Но от такого поворота мыслей, хоть бы даже и совершенно умозрительного, у Момуса скрежетнула по сердцу когтистой лапой черная кошка. Он на миг представил Мимочку в объятьях пышноусого плечистого молодца, не евнуха, а совсем наоборот, и эта картина Момусу не понравилась. Ерунда, конечно, слюнтяйство, а вот поди ж ты – он вдруг понял, что не пошел бы этим, самым простым и естественным путем, даже если бы у секретаря возможности совпадали с желаниями.

Стоп! Момус вскочил с письменного стола, на котором до сей минуты сидел, болтая ногами (так оно ловчее думалось), и подошел к окну. Стоп-стоп-стоп…

По Тверской сплошным потоком катили экипажи – и сани, и кареты на шипованых зимних колесах. Скоро весна, слякоть, Великий пост, но сегодня яркое солнце светило, еще не грея, и вид у главной московской улицы был жизнерадостный и нарядный. Четвертый день, как Момус и Мими съехали из «Метрополя» и поселились в «Дрездене». Номер был поменьше, но зато с электрическим освещением и телефоном. В «Метрополе» задерживаться далее было никак нельзя. Туда захаживал Слюньков, а это опасно. Больно уж несолидный человечишка. На ответственной, можно сказать, секретной должности, а в картишки балуется, да еще меры не знает. А ну как возьмет его хитроумный господин Фандорин или кто другой из начальства за фалды, да как следует тряхнет? Нет уж, береженого Бог бережет.

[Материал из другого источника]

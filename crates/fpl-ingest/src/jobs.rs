//! Batch jobs run by the scheduler
//!
//! The daily pipeline refreshes fixtures and, after a match day, the season
//! overview and player history. The players job is fanned out across tasks;
//! each task stages history for its slice of teams to object storage, and a
//! follow-up load reads every staged file for the day in one go.

use chrono::NaiveDate;
use serde::Serialize;
use std::collections::BTreeMap;
use tracing::{info, warn};

use crate::config::FileType;
use crate::error::{IngestError, Result};
use crate::fetch::FetchArgs;
use crate::orchestrator::{
    IngestOrchestrator, IngestRequest, BOOTSTRAP_STATIC, ELEMENT_SUMMARY, FIXTURES, TEAM_IDS,
};
use crate::result::{failures, IngestionReport};
use crate::storage::ObjectHandle;
use crate::table::Table;
use crate::warehouse::{LoadOptions, LoadSource, TableHandle, TableId, WriteDisposition};

pub const HISTORY_TABLE: &str = "history";

/// Teams handled by one task of the players job
pub const TEAMS_PER_TASK: u32 = 5;
const TASK_STRIDE: u32 = 4;

/// Test runs of the daily pipeline ingest only these overview tables
const TEST_BOOTSTRAP_TABLES: [&str; 2] = ["events", "teams"];
const TEST_TEAMS: [u32; 1] = [1];

#[derive(Debug, Serialize)]
pub struct DailyReport {
    /// The day whose fixtures decided whether to run
    pub fixture_date: NaiveDate,
    pub fixtures: Table,
    /// Results grouped by endpoint id, then table
    pub endpoints: BTreeMap<String, IngestionReport>,
}

impl DailyReport {
    pub fn table_count(&self) -> usize {
        self.endpoints.values().map(|report| report.len()).sum()
    }

    pub fn failed(&self) -> usize {
        self.endpoints.values().map(failures).sum()
    }
}

/// Refresh fixtures; after a match day also ingest the season overview and
/// the history of every player whose team played
pub async fn run_daily_pipeline(
    orchestrator: &mut IngestOrchestrator,
    today: NaiveDate,
    test: bool,
) -> Result<DailyReport> {
    let mut endpoints = BTreeMap::new();

    info!("Uploading the latest fixtures");
    let fixtures = orchestrator
        .ingest_table(FIXTURES, "fixtures", &IngestRequest::default())
        .await;
    endpoints.insert(FIXTURES.to_string(), IngestionReport::from([("fixtures".to_string(), fixtures)]));

    let yesterday = today
        .pred_opt()
        .ok_or_else(|| IngestError::InvalidConfig(format!("no day before {today}")))?;
    let day = orchestrator.get_fixtures(yesterday).await?;

    let (subset, teams) = if test {
        let subset: Vec<String> = TEST_BOOTSTRAP_TABLES.iter().map(|t| t.to_string()).collect();
        (Some(subset), TEST_TEAMS.to_vec())
    } else {
        (None, day.teams.clone())
    };

    if !day.fixtures.is_empty() || test {
        info!(endpoints = ?orchestrator.list_endpoints(), "Running ETL process for bootstrap static");
        let overview = orchestrator
            .ingest_all_tables_for_endpoint(BOOTSTRAP_STATIC, subset.as_deref(), true)
            .await?;
        endpoints.insert(BOOTSTRAP_STATIC.to_string(), overview);

        info!(?teams, "Running ETL process for element history");
        let history = orchestrator
            .ingest_player_history_for_teams(&teams, true, false)
            .await?;
        endpoints.insert(ELEMENT_SUMMARY.to_string(), history);
        info!("ETL successful");
    } else {
        info!(date = %yesterday, "No fixtures played yesterday");
    }

    Ok(DailyReport {
        fixture_date: yesterday,
        fixtures: day.fixtures,
        endpoints,
    })
}

/// `<output_dir>/history/full_refresh/<YYYYMMDD>/history_<team>.csv`
pub fn player_history_key(output_dir: &str, date: NaiveDate, team: u32) -> String {
    format!(
        "{}/{HISTORY_TABLE}_{team}.{}",
        player_history_dir(output_dir, date),
        FileType::Csv.extension()
    )
}

fn player_history_dir(output_dir: &str, date: NaiveDate) -> String {
    format!(
        "{}/{HISTORY_TABLE}/full_refresh/{}",
        output_dir.trim_end_matches('/'),
        date.format("%Y%m%d")
    )
}

/// Stage player history for each team as CSV, one file per team
///
/// The element summary endpoint is released after every team so only one
/// team's players are held in memory.
pub async fn run_players_to_storage(
    orchestrator: &mut IngestOrchestrator,
    teams: &[u32],
    today: NaiveDate,
    output_dir: &str,
) -> Result<Vec<ObjectHandle>> {
    info!(table = HISTORY_TABLE, ?teams, "Staging player history");
    let mut staged = Vec::with_capacity(teams.len());

    for &team in teams {
        info!(team, "Downloading players from team");
        let elements = orchestrator.list_elements(&[team]).await?;
        let args = FetchArgs::for_elements(elements).with_tables(vec![HISTORY_TABLE.to_string()]);
        let history = orchestrator
            .get_table(ELEMENT_SUMMARY, HISTORY_TABLE, true, &args)
            .await?;

        let key = player_history_key(output_dir, today, team);
        let handle = orchestrator.storage().write(&history, &key, FileType::Csv).await?;
        info!(team, uri = %handle.uri, rows = history.len(), "Staged player history");
        staged.push(handle);

        info!(endpoint = ELEMENT_SUMMARY, "Releasing endpoint from cache and downloading next team");
        orchestrator.release_endpoint(ELEMENT_SUMMARY)?;
    }

    Ok(staged)
}

/// Load every history file staged under `output_dir` for `date` into
/// `<dataset>.history`
pub async fn load_player_history_from_uri(
    orchestrator: &IngestOrchestrator,
    date: NaiveDate,
    output_dir: &str,
) -> Result<TableHandle> {
    let pattern = format!("{}/*", player_history_dir(output_dir, date));
    let storage = orchestrator.storage();
    let source = LoadSource::from_pattern(&pattern, |key| storage.handle(key));
    let schema = orchestrator.schemas().load(HISTORY_TABLE)?;
    let options = LoadOptions {
        write_disposition: WriteDisposition::WriteTruncate,
        file_type: FileType::Csv,
        schema: Some(schema),
        ..Default::default()
    };
    let destination = TableId::new(orchestrator.dataset(), HISTORY_TABLE);

    info!(source = %source, destination = %destination, "Loading player history");
    orchestrator.warehouse().load(&source, &destination, &options).await
}

/// Team ids for a players-job task: `1 + 4i ..= 5 + 4i`, capped at 20
pub fn teams_for_task(task_index: u32) -> Vec<u32> {
    let first = task_index.saturating_mul(TASK_STRIDE).saturating_add(1);
    let (teams, dropped): (Vec<u32>, Vec<u32>) = (0..TEAMS_PER_TASK)
        .map(|offset| first.saturating_add(offset))
        .partition(|team| TEAM_IDS.contains(team));
    if !dropped.is_empty() {
        warn!(task_index, ?dropped, "Dropping team ids out of range");
    }
    teams
}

Что ж, «Дрезден» гостиница славная и аккурат напротив губернаторского дворца, который после истории с англичанином был Момусу как родной. Посмотришь – душу греет.

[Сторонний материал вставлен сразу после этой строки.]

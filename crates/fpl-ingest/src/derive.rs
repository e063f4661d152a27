//! Table derivation from cached payloads
//!
//! Derivation is a lookup of the named sub-collection followed by the
//! transform bound to the table, if any. Transforms are plain functions with
//! no side effects; an unbound table passes through unchanged.

use chrono::{DateTime, NaiveDateTime, SecondsFormat, Utc};
use serde_json::Value;
use std::collections::HashMap;
use tracing::trace;

use crate::config::AppConfig;
use crate::error::{IngestError, Result};
use crate::table::{value_to_rows, Payload, Table};

pub type TransformFn = fn(Table) -> Result<Table>;

pub const PARSE_KICKOFF_TIME: &str = "parse_kickoff_time";
pub const KICKOFF_TIME_COLUMN: &str = "kickoff_time";

/// Named transforms available to table declarations
#[derive(Debug, Clone)]
pub struct TransformRegistry {
    transforms: HashMap<String, TransformFn>,
}

impl Default for TransformRegistry {
    fn default() -> Self {
        let mut registry = Self {
            transforms: HashMap::new(),
        };
        registry.register(PARSE_KICKOFF_TIME, parse_kickoff_time);
        registry
    }
}

impl TransformRegistry {
    pub fn register(&mut self, name: impl Into<String>, transform: TransformFn) {
        self.transforms.insert(name.into(), transform);
    }

    pub fn get(&self, name: &str) -> Option<TransformFn> {
        self.transforms.get(name).copied()
    }
}

/// Derives tables from payloads, applying per-table transforms
#[derive(Debug, Clone, Default)]
pub struct TableDeriver {
    registry: TransformRegistry,
    /// (endpoint id, table name) -> transform name
    bindings: HashMap<(String, String), String>,
}

impl TableDeriver {
    pub fn new(registry: TransformRegistry) -> Self {
        Self {
            registry,
            bindings: HashMap::new(),
        }
    }

    /// Built-in bindings plus every `transform:` declared in `config`
    ///
    /// Unknown transform names are rejected here rather than at derive time.
    pub fn from_config(config: &AppConfig, registry: TransformRegistry) -> Result<Self> {
        let mut deriver = Self::new(registry).with_default_bindings();
        for endpoint in &config.api.endpoints {
            for table in &endpoint.tables {
                if let Some(transform) = &table.transform {
                    deriver.bind(&endpoint.id, &table.name, transform)?;
                }
            }
        }
        Ok(deriver)
    }

    pub fn with_default_bindings(mut self) -> Self {
        self.bindings.insert(
            ("fixtures".to_string(), "fixtures".to_string()),
            PARSE_KICKOFF_TIME.to_string(),
        );
        self
    }

    pub fn bind(&mut self, endpoint: &str, table: &str, transform: &str) -> Result<()> {
        if self.registry.get(transform).is_none() {
            return Err(IngestError::InvalidConfig(format!(
                "table '{endpoint}.{table}' names unknown transform '{transform}'"
            )));
        }
        self.bindings
            .insert((endpoint.to_string(), table.to_string()), transform.to_string());
        Ok(())
    }

    pub fn derive(&self, endpoint: &str, payload: &Payload, table: &str) -> Result<Table> {
        let value = payload
            .get(table)
            .ok_or_else(|| IngestError::unknown_table(endpoint, table))?;
        let derived = Table::new(table, value_to_rows(table, value)?);

        match self.bindings.get(&(endpoint.to_string(), table.to_string())) {
            Some(name) => {
                let transform = self.registry.get(name).ok_or_else(|| {
                    IngestError::InvalidConfig(format!("transform '{name}' is not registered"))
                })?;
                trace!(table, transform = %name, "Applying transform");
                transform(derived)
            },
            None => Ok(derived),
        }
    }
}

/// Parse API timestamps: RFC 3339, or a naive date-time taken as UTC
pub fn parse_timestamp(text: &str) -> Option<DateTime<Utc>> {
    if let Ok(ts) = DateTime::parse_from_rfc3339(text) {
        return Some(ts.with_timezone(&Utc));
    }
    ["%Y-%m-%dT%H:%M:%S", "%Y-%m-%d %H:%M:%S"]
        .iter()
        .find_map(|fmt| NaiveDateTime::parse_from_str(text, fmt).ok())
        .map(|naive| naive.and_utc())
}

/// Normalise a text column to RFC 3339 UTC; `null` stays `null`
pub fn parse_datetime_column(mut table: Table, column: &str) -> Result<Table> {
    let failed = |reason: String| IngestError::Transform {
        transform: format!("parse_datetime({column})"),
        reason,
    };

    for row in table.rows.iter_mut() {
        let Some(value) = row.get_mut(column) else {
            continue;
        };
        match value {
            Value::Null => {},
            Value::String(text) => {
                let ts = parse_timestamp(text)
                    .ok_or_else(|| failed(format!("cannot parse '{text}' as a date-time")))?;
                *value = Value::String(ts.to_rfc3339_opts(SecondsFormat::Secs, true));
            },
            other => return Err(failed(format!("expected text, got {other}"))),
        }
    }
    Ok(table)
}

pub fn parse_kickoff_time(table: Table) -> Result<Table> {
    parse_datetime_column(table, KICKOFF_TIME_COLUMN)
}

Вчера видел на улице Слюнькова. Нарочно подошел поближе, даже плечом задел – нет, не признал письмоводитель в длинноволосом франте с нафабренными усищами марсельского коммерсанта Антуана Бонифатьевича Дарю. Пробормотал Слюньков «пардон» и засеменил себе дальше, согнувшись под порошей.

Стоп-стоп-стоп, повторил про себя Момус. А нельзя ли тут по обыкновению двух зайцев подстрелить – вот какая идея пришла ему в голову. То есть, если точнее, чужого зайца подстрелить, а своего под пулю не подставить. Или, выражаясь иначе, и рыбку съесть, и в воду не лезть. Нет, совсем уж точно будет так: невинность соблюсти и капитал приобрести.

А что, очень даже могло получиться! И складывалось удачно. Мими говорила, что Тарик-бей немножко понимает по-французски. «Немножко» – это как раз столько, сколько нужно.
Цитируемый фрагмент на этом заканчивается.